Stored items from a collection:
▬▬▬▬▬▬

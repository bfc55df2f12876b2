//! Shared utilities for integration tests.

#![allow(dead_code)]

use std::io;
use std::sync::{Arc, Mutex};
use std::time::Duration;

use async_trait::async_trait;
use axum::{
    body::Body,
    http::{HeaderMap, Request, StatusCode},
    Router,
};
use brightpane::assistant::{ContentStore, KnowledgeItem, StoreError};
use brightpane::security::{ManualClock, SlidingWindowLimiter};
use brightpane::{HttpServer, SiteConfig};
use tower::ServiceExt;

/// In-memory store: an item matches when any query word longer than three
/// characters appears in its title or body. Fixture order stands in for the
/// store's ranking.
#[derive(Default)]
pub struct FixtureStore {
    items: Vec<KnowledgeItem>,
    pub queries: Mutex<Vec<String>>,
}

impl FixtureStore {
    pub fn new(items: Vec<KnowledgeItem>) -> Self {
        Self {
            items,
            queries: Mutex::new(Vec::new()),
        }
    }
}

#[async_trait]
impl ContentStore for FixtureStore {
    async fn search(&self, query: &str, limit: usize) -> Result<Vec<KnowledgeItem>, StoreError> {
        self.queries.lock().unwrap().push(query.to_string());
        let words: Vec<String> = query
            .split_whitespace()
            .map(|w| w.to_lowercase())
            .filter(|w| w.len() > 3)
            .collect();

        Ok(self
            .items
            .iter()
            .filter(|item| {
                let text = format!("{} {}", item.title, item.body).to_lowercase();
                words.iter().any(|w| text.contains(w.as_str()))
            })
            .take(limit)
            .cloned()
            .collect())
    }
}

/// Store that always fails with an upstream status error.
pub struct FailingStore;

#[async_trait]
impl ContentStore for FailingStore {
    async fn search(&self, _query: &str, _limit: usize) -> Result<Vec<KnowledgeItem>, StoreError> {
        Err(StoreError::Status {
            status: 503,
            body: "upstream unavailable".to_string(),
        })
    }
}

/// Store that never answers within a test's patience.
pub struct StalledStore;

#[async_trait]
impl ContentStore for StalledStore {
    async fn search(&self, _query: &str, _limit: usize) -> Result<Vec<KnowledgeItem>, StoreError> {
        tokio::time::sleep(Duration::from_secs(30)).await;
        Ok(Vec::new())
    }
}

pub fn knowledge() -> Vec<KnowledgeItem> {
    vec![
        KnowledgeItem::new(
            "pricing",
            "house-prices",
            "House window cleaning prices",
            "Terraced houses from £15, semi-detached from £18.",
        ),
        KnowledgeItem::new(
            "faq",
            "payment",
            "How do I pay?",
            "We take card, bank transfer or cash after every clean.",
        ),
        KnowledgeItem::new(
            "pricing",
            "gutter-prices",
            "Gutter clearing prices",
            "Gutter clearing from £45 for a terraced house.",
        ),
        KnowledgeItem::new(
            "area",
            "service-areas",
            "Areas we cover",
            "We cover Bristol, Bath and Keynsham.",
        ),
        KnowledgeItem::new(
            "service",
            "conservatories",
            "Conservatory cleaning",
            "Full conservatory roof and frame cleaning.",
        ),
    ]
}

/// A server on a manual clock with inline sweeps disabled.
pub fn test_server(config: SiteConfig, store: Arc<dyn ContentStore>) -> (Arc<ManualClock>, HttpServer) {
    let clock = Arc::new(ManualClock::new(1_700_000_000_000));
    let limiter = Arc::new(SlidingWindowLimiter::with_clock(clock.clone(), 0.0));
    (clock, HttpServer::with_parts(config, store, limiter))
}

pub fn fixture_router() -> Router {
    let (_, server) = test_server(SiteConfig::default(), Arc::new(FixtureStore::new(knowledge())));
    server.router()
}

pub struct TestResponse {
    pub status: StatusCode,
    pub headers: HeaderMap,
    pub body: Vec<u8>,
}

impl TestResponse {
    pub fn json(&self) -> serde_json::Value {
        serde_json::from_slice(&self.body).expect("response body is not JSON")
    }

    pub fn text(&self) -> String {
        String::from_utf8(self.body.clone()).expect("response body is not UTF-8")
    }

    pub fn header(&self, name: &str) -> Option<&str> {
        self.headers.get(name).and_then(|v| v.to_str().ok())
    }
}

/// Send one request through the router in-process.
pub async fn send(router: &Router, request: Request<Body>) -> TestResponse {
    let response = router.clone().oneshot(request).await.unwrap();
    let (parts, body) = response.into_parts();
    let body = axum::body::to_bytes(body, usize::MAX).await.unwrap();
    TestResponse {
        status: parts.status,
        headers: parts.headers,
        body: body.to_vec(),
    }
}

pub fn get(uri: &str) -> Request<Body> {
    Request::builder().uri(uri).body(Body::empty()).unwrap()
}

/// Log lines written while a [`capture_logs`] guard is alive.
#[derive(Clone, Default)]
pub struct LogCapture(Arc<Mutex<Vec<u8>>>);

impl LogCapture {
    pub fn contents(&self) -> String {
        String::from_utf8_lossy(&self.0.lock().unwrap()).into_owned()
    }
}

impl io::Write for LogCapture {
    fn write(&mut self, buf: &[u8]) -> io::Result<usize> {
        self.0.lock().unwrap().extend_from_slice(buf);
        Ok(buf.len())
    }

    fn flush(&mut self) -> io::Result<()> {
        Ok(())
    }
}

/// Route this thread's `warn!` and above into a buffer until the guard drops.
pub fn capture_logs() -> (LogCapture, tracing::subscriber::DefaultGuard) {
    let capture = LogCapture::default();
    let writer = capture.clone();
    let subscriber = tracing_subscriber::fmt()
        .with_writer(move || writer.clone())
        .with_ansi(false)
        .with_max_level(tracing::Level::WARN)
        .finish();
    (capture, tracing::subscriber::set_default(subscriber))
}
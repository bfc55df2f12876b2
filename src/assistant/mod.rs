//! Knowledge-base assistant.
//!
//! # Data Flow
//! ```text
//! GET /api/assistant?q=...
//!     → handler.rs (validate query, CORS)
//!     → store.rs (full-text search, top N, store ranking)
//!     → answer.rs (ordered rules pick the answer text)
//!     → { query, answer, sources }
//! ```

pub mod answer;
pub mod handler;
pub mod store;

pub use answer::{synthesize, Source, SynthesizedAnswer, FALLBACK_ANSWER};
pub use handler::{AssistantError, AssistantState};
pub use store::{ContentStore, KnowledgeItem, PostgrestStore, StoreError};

▬▬▬▬▬▬

Output all records verbatim.

repository bfc55df2f12876b2
//! Shared utilities for integration tests.

#![allow(dead_code)]

use std::io;
use std::sync::{Arc, Mutex};
use std::time::Duration;

use async_trait::async_trait;
use axum::{
    body::Body,
    http::{HeaderMap, Request, StatusCode},
    Router,
};
use brightpane::assistant::{ContentStore, KnowledgeItem, StoreError};
use brightpane::security::{ManualClock, SlidingWindowLimiter};
use brightpane::{HttpServer, SiteConfig};
use tower::ServiceExt;

/// In-memory store: an item matches when any query word longer than three
/// characters appears in its title or body. Fixture order stands in for the
/// store's ranking.
#[derive(Default)]
pub struct FixtureStore {
    items: Vec<KnowledgeItem>,
    pub queries: Mutex<Vec<String>>,
}

impl FixtureStore {
    pub fn new(items: Vec<KnowledgeItem>) -> Self {
        Self {
            items,
            queries: Mutex::new(Vec::new()),
        }
    }
}

#[async_trait]
impl ContentStore for FixtureStore {
    async fn search(&self, query: &str, limit: usize) -> Result<Vec<KnowledgeItem>, StoreError> {
        self.queries.lock().unwrap().push(query.to_string());
        let words: Vec<String> = query
            .split_whitespace()
            .map(|w| w.to_lowercase())
            .filter(|w| w.len() > 3)
            .collect();

        Ok(self
            .items
            .iter()
            .filter(|item| {
                let text = format!("{} {}", item.title, item.body).to_lowercase();
                words.iter().any(|w| text.contains(w.as_str()))
            })
            .take(limit)
            .cloned()
            .collect())
    }
}

/// Store that always fails with an upstream status error.
pub struct FailingStore;

#[async_trait]
impl ContentStore for FailingStore {
    async fn search(&self, _query: &str, _limit: usize) -> Result<Vec<KnowledgeItem>, StoreError> {
        Err(StoreError::Status {
            status: 503,
            body: "upstream unavailable".to_string(),
        })
    }
}

/// Store that never answers within a test's patience.
pub struct StalledStore;

#[async_trait]
impl ContentStore for StalledStore {
    async fn search(&self, _query: &str, _limit: usize) -> Result<Vec<KnowledgeItem>, StoreError> {
        tokio::time::sleep(Duration::from_secs(30)).await;
        Ok(Vec::new())
    }
}

pub fn knowledge() -> Vec<KnowledgeItem> {
    vec![
        KnowledgeItem::new(
            "pricing",
            "house-prices",
            "House window cleaning prices",
            "Terraced houses from £15, semi-detached from £18.",
        ),
        KnowledgeItem::new(
            "faq",
            "payment",
            "How do I pay?",
            "We take card, bank transfer or cash after every clean.",
        ),
        KnowledgeItem::new(
            "pricing",
            "gutter-prices",
            "Gutter clearing prices",
            "Gutter clearing from £45 for a terraced house.",
        ),
        KnowledgeItem::new(
            "area",
            "service-areas",
            "Areas we cover",
            "We cover Bristol, Bath and Keynsham.",
        ),
        KnowledgeItem::new(
            "service",
            "conservatories",
            "Conservatory cleaning",
            "Full conservatory roof and frame cleaning.",
        ),
    ]
}

/// A server on a manual clock with inline sweeps disabled.
pub fn test_server(config: SiteConfig, store: Arc<dyn ContentStore>) -> (Arc<ManualClock>, HttpServer) {
    let clock = Arc::new(ManualClock::new(1_700_000_000_000));
    let limiter = Arc::new(SlidingWindowLimiter::with_clock(clock.clone(), 0.0));
    (clock, HttpServer::with_parts(config, store, limiter))
}

pub fn fixture_router() -> Router {
    let (_, server) = test_server(SiteConfig::default(), Arc::new(FixtureStore::new(knowledge())));
    server.router()
}

pub struct TestResponse {
    pub status: StatusCode,
    pub headers: HeaderMap,
    pub body: Vec<u8>,
}

impl TestResponse {
    pub fn json(&self) -> serde_json::Value {
        serde_json::from_slice(&self.body).expect("response body is not JSON")
    }

    pub fn text(&self) -> String {
        String::from_utf8(self.body.clone()).expect("response body is not UTF-8")
    }

    pub fn header(&self, name: &str) -> Option<&str> {
        self.headers.get(name).and_then(|v| v.to_str().ok())
    }
}

/// Send one request through the router in-process.
pub async fn send(router: &Router, request: Request<Body>) -> TestResponse {
    let response = router.clone().oneshot(request).await.unwrap();
    let (parts, body) = response.into_parts();
    let body = axum::body::to_bytes(body, usize::MAX).await.unwrap();
    TestResponse {
        status: parts.status,
        headers: parts.headers,
        body: body.to_vec(),
    }
}

pub fn get(uri: &str) -> Request<Body> {
    Request::builder().uri(uri).body(Body::empty()).unwrap()
}

/// Log lines written while a [`capture_logs`] guard is alive.
#[derive(Clone, Default)]
pub struct LogCapture(Arc<Mutex<Vec<u8>>>);

impl LogCapture {
    pub fn contents(&self) -> String {
        String::from_utf8_lossy(&self.0.lock().unwrap()).into_owned()
    }
}

impl io::Write for LogCapture {
    fn write(&mut self, buf: &[u8]) -> io::Result<usize> {
        self.0.lock().unwrap().extend_from_slice(buf);
        Ok(buf.len())
    }

    fn flush(&mut self) -> io::Result<()> {
        Ok(())
    }
}

/// Route this thread's `warn!` and above into a buffer until the guard drops.
pub fn capture_logs() -> (LogCapture, tracing::subscriber::DefaultGuard) {
    let capture = LogCapture::default();
    let writer = capture.clone();
    let subscriber = tracing_subscriber::fmt()
        .with_writer(move || writer.clone())
        .with_ansi(false)
        .with_max_level(tracing::Level::WARN)
        .finish();
    (capture, tracing::subscriber::set_default(subscriber))
}
repository bfc55df2f12876b2
filename src/assistant/mod.rs
//! Knowledge-base assistant.
//!
//! # Data Flow
//! ```text
//! GET /api/assistant?q=...
//!     → handler.rs (validate query, CORS)
//!     → store.rs (full-text search, top N, store ranking)
//!     → answer.rs (ordered rules pick the answer text)
//!     → { query, answer, sources }
//! ```

pub mod answer;
pub mod handler;
pub mod store;

pub use answer::{synthesize, Source, SynthesizedAnswer, FALLBACK_ANSWER};
pub use handler::{AssistantError, AssistantState};
pub use store::{ContentStore, KnowledgeItem, PostgrestStore, StoreError};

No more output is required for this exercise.